- [EXERCISE BRIEF]
Copy the data precisely, keeping every character.

- [GIVEN ENTRIES]
====

use std::io::{self, Write};

use color_print::cformat;
use crossterm::style::{Color, Stylize};

use super::city::CityRecord;

/// Card accent colours, cycled by position.
const PALETTE: [Color; 10] = [
    Color::Rgb { r: 59, g: 130, b: 246 },
    Color::Rgb { r: 34, g: 197, b: 94 },
    Color::Rgb { r: 249, g: 115, b: 22 },
    Color::Rgb { r: 168, g: 85, b: 247 },
    Color::Rgb { r: 234, g: 179, b: 8 },
    Color::Rgb { r: 99, g: 102, b: 241 },
    Color::Rgb { r: 236, g: 72, b: 153 },
    Color::Rgb { r: 20, g: 184, b: 166 },
    Color::Rgb { r: 239, g: 68, b: 68 },
    Color::Rgb { r: 6, g: 182, b: 212 },
];

const HISTORY_PREVIEW_LINES: usize = 3;

pub fn city_color(index: usize) -> Color {
    PALETTE[index % PALETTE.len()]
}

/// Read-only view over one result set with a search filter and an optional
/// detail view.
pub struct ResultBrowser {
    records: Vec<CityRecord>,
    region: String,
    search_term: String,
    selected: Option<usize>,
}

impl ResultBrowser {
    pub fn new(records: Vec<CityRecord>, region: impl Into<String>) -> Self {
        Self {
            records,
            region: region.into(),
            search_term: String::new(),
            selected: None,
        }
    }

    pub fn region(&self) -> &str {
        &self.region
    }

    #[cfg(test)]
    pub fn records(&self) -> &[CityRecord] {
        &self.records
    }

    pub fn search_term(&self) -> &str {
        &self.search_term
    }

    pub fn set_search_term(&mut self, term: impl Into<String>) {
        self.search_term = term.into();
    }

    pub fn clear_search(&mut self) {
        self.search_term.clear();
    }

    /// Records matching the search term, paired with their position in the
    /// full result set.
    pub fn filtered(&self) -> Vec<(usize, &CityRecord)> {
        let needle = self.search_term.to_lowercase();
        self.records
            .iter()
            .enumerate()
            .filter(|(_, record)| record.matches(&needle))
            .collect()
    }

    #[cfg(test)]
    pub fn has_no_results(&self) -> bool {
        self.filtered().is_empty()
    }

    /// Open the detail view for a card, addressed by its 1-based number in
    /// the current grid or by city name.
    pub fn select(&mut self, key: &str) -> Option<&CityRecord> {
        let key = key.trim();
        let visible = self.filtered();

        let index = match key.parse::<usize>() {
            Ok(n) if n >= 1 => visible.get(n - 1).map(|(i, _)| *i),
            Ok(_) => None,
            Err(_) => {
                let name = key.to_lowercase();
                visible
                    .iter()
                    .find(|(_, record)| record.city.to_lowercase() == name)
                    .map(|(i, _)| *i)
            }
        }?;

        self.selected = Some(index);
        self.records.get(index)
    }

    pub fn selected(&self) -> Option<&CityRecord> {
        self.selected.and_then(|i| self.records.get(i))
    }

    /// Back to the grid; the search term is kept.
    pub fn close_detail(&mut self) {
        self.selected = None;
    }

    /// Draw the detail view if a card is open, otherwise the grid.
    pub fn render(&self, out: &mut dyn Write, width: usize) -> io::Result<()> {
        match self.selected {
            Some(index) => self.render_detail(out, index, width),
            None => self.render_grid(out, width),
        }
    }

    pub fn render_header(&self, out: &mut dyn Write) -> io::Result<()> {
        writeln!(out)?;
        writeln!(out, "{}", cformat!("<bold>Explore {}</>", self.region))?;
        writeln!(
            out,
            "{}",
            cformat!(
                "<dim>Discover the rich heritage, culture, and beauty of {}'s magnificent cities</>",
                self.region
            )
        )?;
        if !self.search_term.is_empty() {
            writeln!(out, "{}", cformat!("<dim>Search:</> {}", self.search_term))?;
        }
        Ok(())
    }

    pub fn render_grid(&self, out: &mut dyn Write, width: usize) -> io::Result<()> {
        self.render_header(out)?;
        let visible = self.filtered();

        if visible.is_empty() {
            writeln!(out)?;
            writeln!(out, "{}", cformat!("<bold>No cities found</>"))?;
            writeln!(out, "{}", cformat!("<dim>Try adjusting your search terms</>"))?;
            return Ok(());
        }

        for (position, (_, record)) in visible.iter().enumerate() {
            let color = city_color(position);
            writeln!(out)?;
            writeln!(
                out,
                "{} {}",
                format!(" {} ", position + 1).on(color).white().bold(),
                record.city.as_str().with(color).bold()
            )?;
            write_wrapped(out, &record.description, width, "  ")?;
            writeln!(out, "  {}", "★ Famous For".bold())?;
            write_wrapped(out, &record.famous_for, width, "    ")?;
            writeln!(out, "  {}", "⏱ History".bold())?;

            let mut history = wrap(&record.history, width.saturating_sub(4));
            if history.len() > HISTORY_PREVIEW_LINES {
                history.truncate(HISTORY_PREVIEW_LINES);
                if let Some(last) = history.last_mut() {
                    last.push('…');
                }
            }
            for line in history {
                writeln!(out, "    {}", line)?;
            }
        }

        writeln!(out)?;
        writeln!(
            out,
            "{}",
            cformat!("<dim>{} of {} cities. /show <<n|name> for details.</>", visible.len(), self.records.len())
        )?;
        Ok(())
    }

    fn render_detail(&self, out: &mut dyn Write, index: usize, width: usize) -> io::Result<()> {
        let Some(record) = self.records.get(index) else {
            return self.render_grid(out, width);
        };
        let color = city_color(index);

        writeln!(out)?;
        writeln!(out, "{}", format!("  {}  ", record.city).on(color).white().bold())?;
        writeln!(out)?;
        writeln!(out, "{}", "About".bold())?;
        write_wrapped(out, &record.description, width, "  ")?;
        writeln!(out)?;
        writeln!(out, "{}", "⏱ Historical Background".bold())?;
        write_wrapped(out, &record.history, width, "  ")?;
        writeln!(out)?;
        writeln!(out, "{}", "★ What It's Famous For".bold())?;
        write_wrapped(out, &record.famous_for, width, "  ")?;
        writeln!(out)?;
        writeln!(out, "{}", cformat!("<dim>/close to return to the list</>"))?;
        Ok(())
    }
}

fn write_wrapped(out: &mut dyn Write, text: &str, width: usize, indent: &str) -> io::Result<()> {
    for line in wrap(text, width.saturating_sub(indent.chars().count())) {
        writeln!(out, "{}{}", indent, line)?;
    }
    Ok(())
}

/// Greedy word wrap. Words longer than `width` get a line of their own.
pub fn wrap(text: &str, width: usize) -> Vec<String> {
    let width = width.max(20);
    let mut lines = Vec::new();
    let mut current = String::new();

    for word in text.split_whitespace() {
        let needed = if current.is_empty() {
            word.chars().count()
        } else {
            current.chars().count() + 1 + word.chars().count()
        };
        if needed > width && !current.is_empty() {
            lines.push(std::mem::take(&mut current));
        }
        if !current.is_empty() {
            current.push(' ');
        }
        current.push_str(word);
    }

    if !current.is_empty() {
        lines.push(current);
    }
    lines
}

====

- [WRITTEN RESPONSE]
use std::io::{self, Write};

use color_print::cformat;
use crossterm::style::{Color, Stylize};

use super::city::CityRecord;

/// Card accent colours, cycled by position.
const PALETTE: [Color; 10] = [
    Color::Rgb { r: 59, g: 130, b: 246 },
    Color::Rgb { r: 34, g: 197, b: 94 },
    Color::Rgb { r: 249, g: 115, b: 22 },
    Color::Rgb { r: 168, g: 85, b: 247 },
    Color::Rgb { r: 234, g: 179, b: 8 },
    Color::Rgb { r: 99, g: 102, b: 241 },
    Color::Rgb { r: 236, g: 72, b: 153 },
    Color::Rgb { r: 20, g: 184, b: 166 },
    Color::Rgb { r: 239, g: 68, b: 68 },
    Color::Rgb { r: 6, g: 182, b: 212 },
];

const HISTORY_PREVIEW_LINES: usize = 3;

pub fn city_color(index: usize) -> Color {
    PALETTE[index % PALETTE.len()]
}

/// Read-only view over one result set with a search filter and an optional
/// detail view.
pub struct ResultBrowser {
    records: Vec<CityRecord>,
    region: String,
    search_term: String,
    selected: Option<usize>,
}

impl ResultBrowser {
    pub fn new(records: Vec<CityRecord>, region: impl Into<String>) -> Self {
        Self {
            records,
            region: region.into(),
            search_term: String::new(),
            selected: None,
        }
    }

    pub fn region(&self) -> &str {
        &self.region
    }

    #[cfg(test)]
    pub fn records(&self) -> &[CityRecord] {
        &self.records
    }

    pub fn search_term(&self) -> &str {
        &self.search_term
    }

    pub fn set_search_term(&mut self, term: impl Into<String>) {
        self.search_term = term.into();
    }

    pub fn clear_search(&mut self) {
        self.search_term.clear();
    }

    /// Records matching the search term, paired with their position in the
    /// full result set.
    pub fn filtered(&self) -> Vec<(usize, &CityRecord)> {
        let needle = self.search_term.to_lowercase();
        self.records
            .iter()
            .enumerate()
            .filter(|(_, record)| record.matches(&needle))
            .collect()
    }

    #[cfg(test)]
    pub fn has_no_results(&self) -> bool {
        self.filtered().is_empty()
    }

    /// Open the detail view for a card, addressed by its 1-based number in
    /// the current grid or by city name.
    pub fn select(&mut self, key: &str) -> Option<&CityRecord> {
        let key = key.trim();
        let visible = self.filtered();

        let index = match key.parse::<usize>() {
            Ok(n) if n >= 1 => visible.get(n - 1).map(|(i, _)| *i),
            Ok(_) => None,
            Err(_) => {
                let name = key.to_lowercase();
                visible
                    .iter()
                    .find(|(_, record)| record.city.to_lowercase() == name)
                    .map(|(i, _)| *i)
            }
        }?;

        self.selected = Some(index);
        self.records.get(index)
    }

    pub fn selected(&self) -> Option<&CityRecord> {
        self.selected.and_then(|i| self.records.get(i))
    }

    /// Back to the grid; the search term is kept.
    pub fn close_detail(&mut self) {
        self.selected = None;
    }

    /// Draw the detail view if a card is open, otherwise the grid.
    pub fn render(&self, out: &mut dyn Write, width: usize) -> io::Result<()> {
        match self.selected {
            Some(index) => self.render_detail(out, index, width),
            None => self.render_grid(out, width),
        }
    }

    pub fn render_header(&self, out: &mut dyn Write) -> io::Result<()> {
        writeln!(out)?;
        writeln!(out, "{}", cformat!("<bold>Explore {}</>", self.region))?;
        writeln!(
            out,
            "{}",
            cformat!(
                "<dim>Discover the rich heritage, culture, and beauty of {}'s magnificent cities</>",
                self.region
            )
        )?;
        if !self.search_term.is_empty() {
            writeln!(out, "{}", cformat!("<dim>Search:</> {}", self.search_term))?;
        }
        Ok(())
    }

    pub fn render_grid(&self, out: &mut dyn Write, width: usize) -> io::Result<()> {
        self.render_header(out)?;
        let visible = self.filtered();

        if visible.is_empty() {
            writeln!(out)?;
            writeln!(out, "{}", cformat!("<bold>No cities found</>"))?;
            writeln!(out, "{}", cformat!("<dim>Try adjusting your search terms</>"))?;
            return Ok(());
        }

        for (position, (_, record)) in visible.iter().enumerate() {
            let color = city_color(position);
            writeln!(out)?;
            writeln!(
                out,
                "{} {}",
                format!(" {} ", position + 1).on(color).white().bold(),
                record.city.as_str().with(color).bold()
            )?;
            write_wrapped(out, &record.description, width, "  ")?;
            writeln!(out, "  {}", "★ Famous For".bold())?;
            write_wrapped(out, &record.famous_for, width, "    ")?;
            writeln!(out, "  {}", "⏱ History".bold())?;

            let mut history = wrap(&record.history, width.saturating_sub(4));
            if history.len() > HISTORY_PREVIEW_LINES {
                history.truncate(HISTORY_PREVIEW_LINES);
                if let Some(last) = history.last_mut() {
                    last.push('…');
                }
            }
            for line in history {
                writeln!(out, "    {}", line)?;
            }
        }

        writeln!(out)?;
        writeln!(
            out,
            "{}",
            cformat!("<dim>{} of {} cities. /show <<n|name> for details.</>", visible.len(), self.records.len())
        )?;
        Ok(())
    }

    fn render_detail(&self, out: &mut dyn Write, index: usize, width: usize) -> io::Result<()> {
        let Some(record) = self.records.get(index) else {
            return self.render_grid(out, width);
        };
        let color = city_color(index);

        writeln!(out)?;
        writeln!(out, "{}", format!("  {}  ", record.city).on(color).white().bold())?;
        writeln!(out)?;
        writeln!(out, "{}", "About".bold())?;
        write_wrapped(out, &record.description, width, "  ")?;
        writeln!(out)?;
        writeln!(out, "{}", "⏱ Historical Background".bold())?;
        write_wrapped(out, &record.history, width, "  ")?;
        writeln!(out)?;
        writeln!(out, "{}", "★ What It's Famous For".bold())?;
        write_wrapped(out, &record.famous_for, width, "  ")?;
        writeln!(out)?;
        writeln!(out, "{}", cformat!("<dim>/close to return to the list</>"))?;
        Ok(())
    }
}

fn write_wrapped(out: &mut dyn Write, text: &str, width: usize, indent: &str) -> io::Result<()> {
    for line in wrap(text, width.saturating_sub(indent.chars().count())) {
        writeln!(out, "{}{}", indent, line)?;
    }
    Ok(())
}

/// Greedy word wrap. Words longer than `width` get a line of their own.
pub fn wrap(text: &str, width: usize) -> Vec<String> {
    let width = width.max(20);
    let mut lines = Vec::new();
    let mut current = String::new();

    for word in text.split_whitespace() {
        let needed = if current.is_empty() {
            word.chars().count()
        } else {
            current.chars().count() + 1 + word.chars().count()
        };
        if needed > width && !current.is_empty() {
            lines.push(std::mem::take(&mut current));
        }
        if !current.is_empty() {
            current.push(' ');
        }
        current.push_str(word);
    }

    if !current.is_empty() {
        lines.push(current);
    }
    lines
}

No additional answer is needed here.